* Exercise brief: Report, in full, each line of the material below in which the string "Main" occurs.

* Dataset excerpts:
=== Section Start ===

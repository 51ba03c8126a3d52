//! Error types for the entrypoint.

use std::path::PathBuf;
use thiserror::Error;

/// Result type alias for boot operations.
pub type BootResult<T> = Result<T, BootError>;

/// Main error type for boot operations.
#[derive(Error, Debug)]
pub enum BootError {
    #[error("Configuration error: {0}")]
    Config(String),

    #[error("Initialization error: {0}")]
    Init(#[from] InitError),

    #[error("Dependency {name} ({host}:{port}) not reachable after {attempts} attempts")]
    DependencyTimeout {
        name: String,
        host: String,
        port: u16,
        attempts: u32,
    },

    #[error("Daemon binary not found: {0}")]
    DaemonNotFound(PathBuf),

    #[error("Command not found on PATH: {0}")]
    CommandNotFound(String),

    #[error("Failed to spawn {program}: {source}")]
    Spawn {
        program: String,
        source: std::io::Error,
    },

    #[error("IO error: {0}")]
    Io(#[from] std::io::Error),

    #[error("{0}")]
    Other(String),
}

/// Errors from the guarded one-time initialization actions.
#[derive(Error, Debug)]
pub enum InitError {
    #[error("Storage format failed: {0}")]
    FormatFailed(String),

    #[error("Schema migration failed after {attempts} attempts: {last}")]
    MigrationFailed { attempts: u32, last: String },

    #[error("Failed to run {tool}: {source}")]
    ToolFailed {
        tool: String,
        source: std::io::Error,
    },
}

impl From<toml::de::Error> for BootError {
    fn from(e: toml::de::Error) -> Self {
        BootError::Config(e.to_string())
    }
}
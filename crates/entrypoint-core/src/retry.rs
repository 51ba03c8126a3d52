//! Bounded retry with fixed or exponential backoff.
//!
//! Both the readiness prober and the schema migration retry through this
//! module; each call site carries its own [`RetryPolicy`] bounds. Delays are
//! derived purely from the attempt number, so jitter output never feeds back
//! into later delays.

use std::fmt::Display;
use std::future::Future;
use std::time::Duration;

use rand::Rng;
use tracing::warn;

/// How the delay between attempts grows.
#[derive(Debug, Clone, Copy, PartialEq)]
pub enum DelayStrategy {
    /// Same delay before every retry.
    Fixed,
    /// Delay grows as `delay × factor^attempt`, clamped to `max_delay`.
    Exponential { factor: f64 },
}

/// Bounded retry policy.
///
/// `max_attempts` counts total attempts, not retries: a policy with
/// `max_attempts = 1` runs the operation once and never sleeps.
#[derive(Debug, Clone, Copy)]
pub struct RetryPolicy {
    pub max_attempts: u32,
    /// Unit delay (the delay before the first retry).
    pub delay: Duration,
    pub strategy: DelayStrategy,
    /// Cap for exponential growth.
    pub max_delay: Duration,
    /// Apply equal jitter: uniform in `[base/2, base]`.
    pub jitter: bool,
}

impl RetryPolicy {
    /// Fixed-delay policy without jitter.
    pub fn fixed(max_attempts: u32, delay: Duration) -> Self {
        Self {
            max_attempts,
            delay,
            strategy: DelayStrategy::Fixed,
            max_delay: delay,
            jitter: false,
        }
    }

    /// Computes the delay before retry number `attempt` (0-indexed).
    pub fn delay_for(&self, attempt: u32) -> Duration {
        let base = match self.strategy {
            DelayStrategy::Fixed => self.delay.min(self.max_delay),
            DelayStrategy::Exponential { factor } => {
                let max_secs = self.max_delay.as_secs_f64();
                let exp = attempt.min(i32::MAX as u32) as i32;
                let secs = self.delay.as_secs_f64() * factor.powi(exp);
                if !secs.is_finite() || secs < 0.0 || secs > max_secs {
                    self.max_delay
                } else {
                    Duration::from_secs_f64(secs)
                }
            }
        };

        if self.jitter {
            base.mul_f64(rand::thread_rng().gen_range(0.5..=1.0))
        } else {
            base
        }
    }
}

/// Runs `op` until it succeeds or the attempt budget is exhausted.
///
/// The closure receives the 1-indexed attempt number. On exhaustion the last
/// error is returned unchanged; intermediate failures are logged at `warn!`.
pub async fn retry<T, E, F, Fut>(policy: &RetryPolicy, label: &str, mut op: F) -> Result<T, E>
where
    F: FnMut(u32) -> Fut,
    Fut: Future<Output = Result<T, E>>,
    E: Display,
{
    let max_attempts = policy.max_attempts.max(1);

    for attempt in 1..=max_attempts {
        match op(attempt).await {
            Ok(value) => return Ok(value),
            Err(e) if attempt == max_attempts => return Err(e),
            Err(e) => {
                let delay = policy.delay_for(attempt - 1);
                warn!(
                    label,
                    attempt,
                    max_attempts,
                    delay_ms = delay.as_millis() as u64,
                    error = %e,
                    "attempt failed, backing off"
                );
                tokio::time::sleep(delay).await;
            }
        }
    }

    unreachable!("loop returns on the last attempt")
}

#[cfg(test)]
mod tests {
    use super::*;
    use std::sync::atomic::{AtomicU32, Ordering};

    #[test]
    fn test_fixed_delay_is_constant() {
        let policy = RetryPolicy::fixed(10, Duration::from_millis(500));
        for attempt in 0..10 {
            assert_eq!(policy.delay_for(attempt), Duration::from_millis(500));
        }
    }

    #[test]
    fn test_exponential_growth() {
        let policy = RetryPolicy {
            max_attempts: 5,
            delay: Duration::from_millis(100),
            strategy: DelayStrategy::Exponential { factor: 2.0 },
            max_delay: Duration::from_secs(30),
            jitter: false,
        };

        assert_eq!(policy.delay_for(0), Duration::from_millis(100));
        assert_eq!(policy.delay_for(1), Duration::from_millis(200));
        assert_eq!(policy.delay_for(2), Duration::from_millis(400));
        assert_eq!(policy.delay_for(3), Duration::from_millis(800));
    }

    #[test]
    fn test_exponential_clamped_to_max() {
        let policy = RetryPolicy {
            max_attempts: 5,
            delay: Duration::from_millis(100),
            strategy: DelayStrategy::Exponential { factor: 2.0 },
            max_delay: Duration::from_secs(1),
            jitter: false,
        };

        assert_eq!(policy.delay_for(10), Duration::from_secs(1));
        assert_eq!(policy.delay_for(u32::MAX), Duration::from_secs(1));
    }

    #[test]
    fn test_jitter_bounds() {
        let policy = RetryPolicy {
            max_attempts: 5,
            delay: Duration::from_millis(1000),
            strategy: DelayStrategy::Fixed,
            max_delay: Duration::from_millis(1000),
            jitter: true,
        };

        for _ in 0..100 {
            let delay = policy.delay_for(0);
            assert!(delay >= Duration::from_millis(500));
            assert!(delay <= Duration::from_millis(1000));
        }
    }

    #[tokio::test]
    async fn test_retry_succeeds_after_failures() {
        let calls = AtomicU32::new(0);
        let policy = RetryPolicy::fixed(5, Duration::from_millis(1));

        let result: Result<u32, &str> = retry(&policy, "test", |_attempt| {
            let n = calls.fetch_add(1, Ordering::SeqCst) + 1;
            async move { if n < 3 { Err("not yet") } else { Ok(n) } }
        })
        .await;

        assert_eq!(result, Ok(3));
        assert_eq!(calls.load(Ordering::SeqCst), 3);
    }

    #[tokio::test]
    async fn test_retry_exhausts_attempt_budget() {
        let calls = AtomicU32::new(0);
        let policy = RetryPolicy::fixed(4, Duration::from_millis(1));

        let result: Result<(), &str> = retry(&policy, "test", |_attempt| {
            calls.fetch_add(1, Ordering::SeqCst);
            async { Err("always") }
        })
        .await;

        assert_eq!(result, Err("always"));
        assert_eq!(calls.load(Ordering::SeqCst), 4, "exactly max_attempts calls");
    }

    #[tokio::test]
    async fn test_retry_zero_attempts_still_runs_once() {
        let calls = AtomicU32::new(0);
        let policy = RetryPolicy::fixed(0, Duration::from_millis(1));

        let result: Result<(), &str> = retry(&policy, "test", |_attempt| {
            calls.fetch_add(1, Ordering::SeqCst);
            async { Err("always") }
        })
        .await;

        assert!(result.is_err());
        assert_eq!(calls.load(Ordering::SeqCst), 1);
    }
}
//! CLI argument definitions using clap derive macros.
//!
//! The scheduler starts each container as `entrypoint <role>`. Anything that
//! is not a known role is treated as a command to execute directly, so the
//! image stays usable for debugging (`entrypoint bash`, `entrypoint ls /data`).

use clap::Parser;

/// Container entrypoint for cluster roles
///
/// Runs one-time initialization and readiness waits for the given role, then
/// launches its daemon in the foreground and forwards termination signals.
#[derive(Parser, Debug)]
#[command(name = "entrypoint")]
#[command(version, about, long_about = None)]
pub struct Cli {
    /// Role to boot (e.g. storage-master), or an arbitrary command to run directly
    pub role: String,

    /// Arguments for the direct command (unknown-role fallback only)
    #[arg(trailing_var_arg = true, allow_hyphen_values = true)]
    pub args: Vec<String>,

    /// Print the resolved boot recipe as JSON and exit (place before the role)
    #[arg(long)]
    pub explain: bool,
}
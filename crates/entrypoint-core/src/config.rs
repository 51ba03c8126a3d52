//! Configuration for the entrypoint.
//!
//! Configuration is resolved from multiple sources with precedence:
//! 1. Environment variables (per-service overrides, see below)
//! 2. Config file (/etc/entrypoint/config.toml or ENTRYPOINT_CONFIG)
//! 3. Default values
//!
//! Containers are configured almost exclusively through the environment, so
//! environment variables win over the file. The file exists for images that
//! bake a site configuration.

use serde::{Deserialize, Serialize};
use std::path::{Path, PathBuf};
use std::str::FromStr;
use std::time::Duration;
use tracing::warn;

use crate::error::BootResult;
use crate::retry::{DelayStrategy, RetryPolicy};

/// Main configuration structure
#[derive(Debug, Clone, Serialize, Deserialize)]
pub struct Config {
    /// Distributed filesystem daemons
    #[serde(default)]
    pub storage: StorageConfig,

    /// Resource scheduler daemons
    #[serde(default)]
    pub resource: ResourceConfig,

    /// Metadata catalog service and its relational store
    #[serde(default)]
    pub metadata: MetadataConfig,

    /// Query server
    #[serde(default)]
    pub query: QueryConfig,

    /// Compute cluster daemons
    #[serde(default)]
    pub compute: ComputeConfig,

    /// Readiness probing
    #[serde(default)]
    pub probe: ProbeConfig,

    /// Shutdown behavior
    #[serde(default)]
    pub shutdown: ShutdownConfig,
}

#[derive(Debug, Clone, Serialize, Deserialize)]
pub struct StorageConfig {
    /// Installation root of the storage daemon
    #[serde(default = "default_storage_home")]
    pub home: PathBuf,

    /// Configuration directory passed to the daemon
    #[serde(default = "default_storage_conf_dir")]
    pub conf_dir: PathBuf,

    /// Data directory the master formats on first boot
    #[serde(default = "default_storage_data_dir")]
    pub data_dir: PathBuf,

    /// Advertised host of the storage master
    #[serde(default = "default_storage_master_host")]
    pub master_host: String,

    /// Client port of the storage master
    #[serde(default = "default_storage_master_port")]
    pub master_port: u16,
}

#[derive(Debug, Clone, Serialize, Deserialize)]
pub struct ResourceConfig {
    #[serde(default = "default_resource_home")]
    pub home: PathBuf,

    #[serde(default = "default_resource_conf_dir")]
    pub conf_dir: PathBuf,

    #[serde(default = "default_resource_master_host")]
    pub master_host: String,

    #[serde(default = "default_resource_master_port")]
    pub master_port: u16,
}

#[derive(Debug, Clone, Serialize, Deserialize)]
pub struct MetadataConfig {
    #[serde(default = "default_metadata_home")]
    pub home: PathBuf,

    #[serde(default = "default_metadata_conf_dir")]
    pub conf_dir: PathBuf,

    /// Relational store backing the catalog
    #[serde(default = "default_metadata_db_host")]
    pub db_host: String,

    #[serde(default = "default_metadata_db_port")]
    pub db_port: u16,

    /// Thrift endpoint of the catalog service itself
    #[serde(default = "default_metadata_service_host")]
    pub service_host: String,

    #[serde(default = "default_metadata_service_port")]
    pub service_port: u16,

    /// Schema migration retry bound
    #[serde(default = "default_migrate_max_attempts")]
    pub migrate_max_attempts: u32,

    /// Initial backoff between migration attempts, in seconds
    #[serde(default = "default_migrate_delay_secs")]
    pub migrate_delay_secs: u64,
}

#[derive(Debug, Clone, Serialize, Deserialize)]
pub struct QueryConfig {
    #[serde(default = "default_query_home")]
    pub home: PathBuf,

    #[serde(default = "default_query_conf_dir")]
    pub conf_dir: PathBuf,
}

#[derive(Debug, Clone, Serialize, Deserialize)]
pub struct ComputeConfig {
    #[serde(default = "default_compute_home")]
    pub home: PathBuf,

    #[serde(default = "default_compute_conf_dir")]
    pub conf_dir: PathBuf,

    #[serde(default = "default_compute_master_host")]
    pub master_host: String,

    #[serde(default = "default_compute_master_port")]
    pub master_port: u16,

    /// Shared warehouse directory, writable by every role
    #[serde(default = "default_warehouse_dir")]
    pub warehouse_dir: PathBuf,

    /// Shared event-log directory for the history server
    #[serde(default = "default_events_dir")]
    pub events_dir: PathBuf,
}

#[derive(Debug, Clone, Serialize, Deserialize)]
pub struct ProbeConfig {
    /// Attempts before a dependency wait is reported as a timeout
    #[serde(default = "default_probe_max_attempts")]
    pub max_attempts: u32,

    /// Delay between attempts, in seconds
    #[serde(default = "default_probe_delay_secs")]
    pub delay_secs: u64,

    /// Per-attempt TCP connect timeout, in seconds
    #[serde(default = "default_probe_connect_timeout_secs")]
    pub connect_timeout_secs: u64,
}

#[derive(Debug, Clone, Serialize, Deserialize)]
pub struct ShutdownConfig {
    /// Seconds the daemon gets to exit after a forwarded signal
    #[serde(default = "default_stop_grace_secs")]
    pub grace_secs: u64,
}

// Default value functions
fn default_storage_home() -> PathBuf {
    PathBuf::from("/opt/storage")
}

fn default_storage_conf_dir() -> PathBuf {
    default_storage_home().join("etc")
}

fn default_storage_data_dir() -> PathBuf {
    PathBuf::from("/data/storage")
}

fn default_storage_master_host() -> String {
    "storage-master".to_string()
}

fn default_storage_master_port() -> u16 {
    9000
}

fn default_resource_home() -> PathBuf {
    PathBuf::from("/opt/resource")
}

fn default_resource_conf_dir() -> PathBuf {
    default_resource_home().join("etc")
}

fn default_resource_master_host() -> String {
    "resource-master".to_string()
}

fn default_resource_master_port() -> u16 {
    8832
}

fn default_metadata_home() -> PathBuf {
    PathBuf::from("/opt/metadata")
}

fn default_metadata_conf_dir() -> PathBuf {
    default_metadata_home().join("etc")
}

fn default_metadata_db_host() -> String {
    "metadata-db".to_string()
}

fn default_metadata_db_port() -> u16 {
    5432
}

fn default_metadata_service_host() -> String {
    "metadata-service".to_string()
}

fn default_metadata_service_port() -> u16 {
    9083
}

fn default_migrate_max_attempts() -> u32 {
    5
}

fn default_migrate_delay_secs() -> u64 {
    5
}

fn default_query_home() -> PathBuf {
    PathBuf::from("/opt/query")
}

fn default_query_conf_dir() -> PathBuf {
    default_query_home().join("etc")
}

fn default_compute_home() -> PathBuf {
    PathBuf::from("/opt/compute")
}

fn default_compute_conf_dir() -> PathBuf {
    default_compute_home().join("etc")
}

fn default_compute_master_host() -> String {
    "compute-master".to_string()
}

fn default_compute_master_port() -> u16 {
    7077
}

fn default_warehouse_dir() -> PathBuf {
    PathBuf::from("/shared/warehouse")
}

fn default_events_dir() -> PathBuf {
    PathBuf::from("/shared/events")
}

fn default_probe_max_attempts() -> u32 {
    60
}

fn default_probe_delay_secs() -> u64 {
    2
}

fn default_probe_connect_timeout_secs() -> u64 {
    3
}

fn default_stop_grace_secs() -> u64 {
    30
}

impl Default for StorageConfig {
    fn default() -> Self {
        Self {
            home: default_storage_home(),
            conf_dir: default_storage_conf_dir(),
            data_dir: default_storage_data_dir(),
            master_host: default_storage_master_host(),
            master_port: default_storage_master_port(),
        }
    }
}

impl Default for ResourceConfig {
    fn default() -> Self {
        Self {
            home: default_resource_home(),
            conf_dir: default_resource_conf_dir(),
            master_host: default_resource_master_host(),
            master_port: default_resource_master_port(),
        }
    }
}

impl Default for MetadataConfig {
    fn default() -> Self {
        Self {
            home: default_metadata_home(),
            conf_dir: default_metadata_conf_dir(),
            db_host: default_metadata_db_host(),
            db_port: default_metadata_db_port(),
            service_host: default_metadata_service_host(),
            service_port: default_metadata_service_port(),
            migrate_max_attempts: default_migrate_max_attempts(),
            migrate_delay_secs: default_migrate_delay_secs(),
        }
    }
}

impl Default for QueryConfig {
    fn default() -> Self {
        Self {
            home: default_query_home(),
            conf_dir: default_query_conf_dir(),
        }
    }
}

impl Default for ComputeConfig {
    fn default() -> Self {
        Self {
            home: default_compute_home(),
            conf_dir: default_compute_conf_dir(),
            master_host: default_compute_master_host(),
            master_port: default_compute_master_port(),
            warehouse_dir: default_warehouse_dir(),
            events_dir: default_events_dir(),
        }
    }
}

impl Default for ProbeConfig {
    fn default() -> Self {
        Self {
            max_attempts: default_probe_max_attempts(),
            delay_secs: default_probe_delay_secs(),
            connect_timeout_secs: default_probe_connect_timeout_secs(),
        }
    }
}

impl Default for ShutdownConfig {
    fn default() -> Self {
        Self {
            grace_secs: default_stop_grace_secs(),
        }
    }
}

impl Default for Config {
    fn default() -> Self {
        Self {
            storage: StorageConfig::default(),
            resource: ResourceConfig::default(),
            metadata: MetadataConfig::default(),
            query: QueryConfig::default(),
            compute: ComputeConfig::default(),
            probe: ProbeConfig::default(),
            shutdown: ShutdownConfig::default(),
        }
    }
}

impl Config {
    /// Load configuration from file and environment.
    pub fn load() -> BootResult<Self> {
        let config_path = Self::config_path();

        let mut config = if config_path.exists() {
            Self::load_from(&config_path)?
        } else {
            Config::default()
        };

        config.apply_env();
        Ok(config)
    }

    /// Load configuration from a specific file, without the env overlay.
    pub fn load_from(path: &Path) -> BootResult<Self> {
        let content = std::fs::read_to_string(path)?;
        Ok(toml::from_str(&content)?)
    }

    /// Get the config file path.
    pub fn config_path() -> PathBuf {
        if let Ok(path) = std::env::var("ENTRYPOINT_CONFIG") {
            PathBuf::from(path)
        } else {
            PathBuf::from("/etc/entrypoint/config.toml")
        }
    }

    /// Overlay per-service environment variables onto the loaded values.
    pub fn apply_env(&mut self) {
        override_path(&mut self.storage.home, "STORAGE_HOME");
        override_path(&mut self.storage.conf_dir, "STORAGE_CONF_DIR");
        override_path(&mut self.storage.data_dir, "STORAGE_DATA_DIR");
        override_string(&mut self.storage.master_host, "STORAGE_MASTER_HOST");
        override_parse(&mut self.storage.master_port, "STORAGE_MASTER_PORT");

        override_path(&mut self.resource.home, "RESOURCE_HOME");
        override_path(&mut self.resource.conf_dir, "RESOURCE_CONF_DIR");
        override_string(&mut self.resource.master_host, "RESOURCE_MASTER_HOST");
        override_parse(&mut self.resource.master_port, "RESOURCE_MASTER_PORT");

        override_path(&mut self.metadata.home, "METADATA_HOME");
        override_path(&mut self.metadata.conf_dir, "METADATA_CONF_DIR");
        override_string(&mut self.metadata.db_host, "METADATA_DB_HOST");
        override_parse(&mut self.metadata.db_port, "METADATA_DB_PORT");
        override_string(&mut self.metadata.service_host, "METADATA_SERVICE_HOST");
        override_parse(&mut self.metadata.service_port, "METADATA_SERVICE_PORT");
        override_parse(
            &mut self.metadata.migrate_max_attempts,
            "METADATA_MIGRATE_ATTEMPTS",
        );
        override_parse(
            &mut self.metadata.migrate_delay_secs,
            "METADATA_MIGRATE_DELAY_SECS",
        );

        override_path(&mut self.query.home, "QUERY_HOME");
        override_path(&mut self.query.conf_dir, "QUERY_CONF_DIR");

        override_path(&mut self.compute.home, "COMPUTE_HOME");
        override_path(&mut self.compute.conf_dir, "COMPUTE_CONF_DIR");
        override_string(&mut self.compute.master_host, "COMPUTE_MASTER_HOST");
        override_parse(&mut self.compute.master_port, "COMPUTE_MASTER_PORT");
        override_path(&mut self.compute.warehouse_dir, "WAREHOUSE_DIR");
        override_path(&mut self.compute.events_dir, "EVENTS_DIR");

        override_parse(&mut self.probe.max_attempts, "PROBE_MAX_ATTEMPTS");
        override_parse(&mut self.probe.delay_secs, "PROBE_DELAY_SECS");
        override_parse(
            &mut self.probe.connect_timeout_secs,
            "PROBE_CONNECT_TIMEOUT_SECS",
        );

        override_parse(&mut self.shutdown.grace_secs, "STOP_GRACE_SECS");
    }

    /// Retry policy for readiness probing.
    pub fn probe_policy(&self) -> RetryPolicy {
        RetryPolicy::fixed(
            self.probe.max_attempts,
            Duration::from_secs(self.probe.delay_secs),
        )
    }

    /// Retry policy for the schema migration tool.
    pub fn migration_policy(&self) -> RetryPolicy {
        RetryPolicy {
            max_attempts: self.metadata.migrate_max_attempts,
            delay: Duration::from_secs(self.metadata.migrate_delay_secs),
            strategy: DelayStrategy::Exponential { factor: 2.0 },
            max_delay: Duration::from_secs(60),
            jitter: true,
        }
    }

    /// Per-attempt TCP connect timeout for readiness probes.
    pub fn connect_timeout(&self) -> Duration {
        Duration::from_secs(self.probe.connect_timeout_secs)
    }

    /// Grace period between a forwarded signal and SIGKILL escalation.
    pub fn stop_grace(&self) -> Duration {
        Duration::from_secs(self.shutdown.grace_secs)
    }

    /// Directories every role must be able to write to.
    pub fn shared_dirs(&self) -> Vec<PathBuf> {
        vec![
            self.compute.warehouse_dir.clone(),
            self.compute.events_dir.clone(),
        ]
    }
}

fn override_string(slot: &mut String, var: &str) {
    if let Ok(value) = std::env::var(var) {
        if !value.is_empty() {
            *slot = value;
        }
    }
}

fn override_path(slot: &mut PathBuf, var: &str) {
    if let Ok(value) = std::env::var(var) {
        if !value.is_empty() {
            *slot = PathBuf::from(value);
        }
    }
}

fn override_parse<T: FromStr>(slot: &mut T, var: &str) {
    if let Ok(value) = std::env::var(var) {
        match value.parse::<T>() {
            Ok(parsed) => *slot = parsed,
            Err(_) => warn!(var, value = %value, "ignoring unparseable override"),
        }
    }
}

=== Section End ===

* Completed task:
/// Main error type for boot operations.
/// Main configuration structure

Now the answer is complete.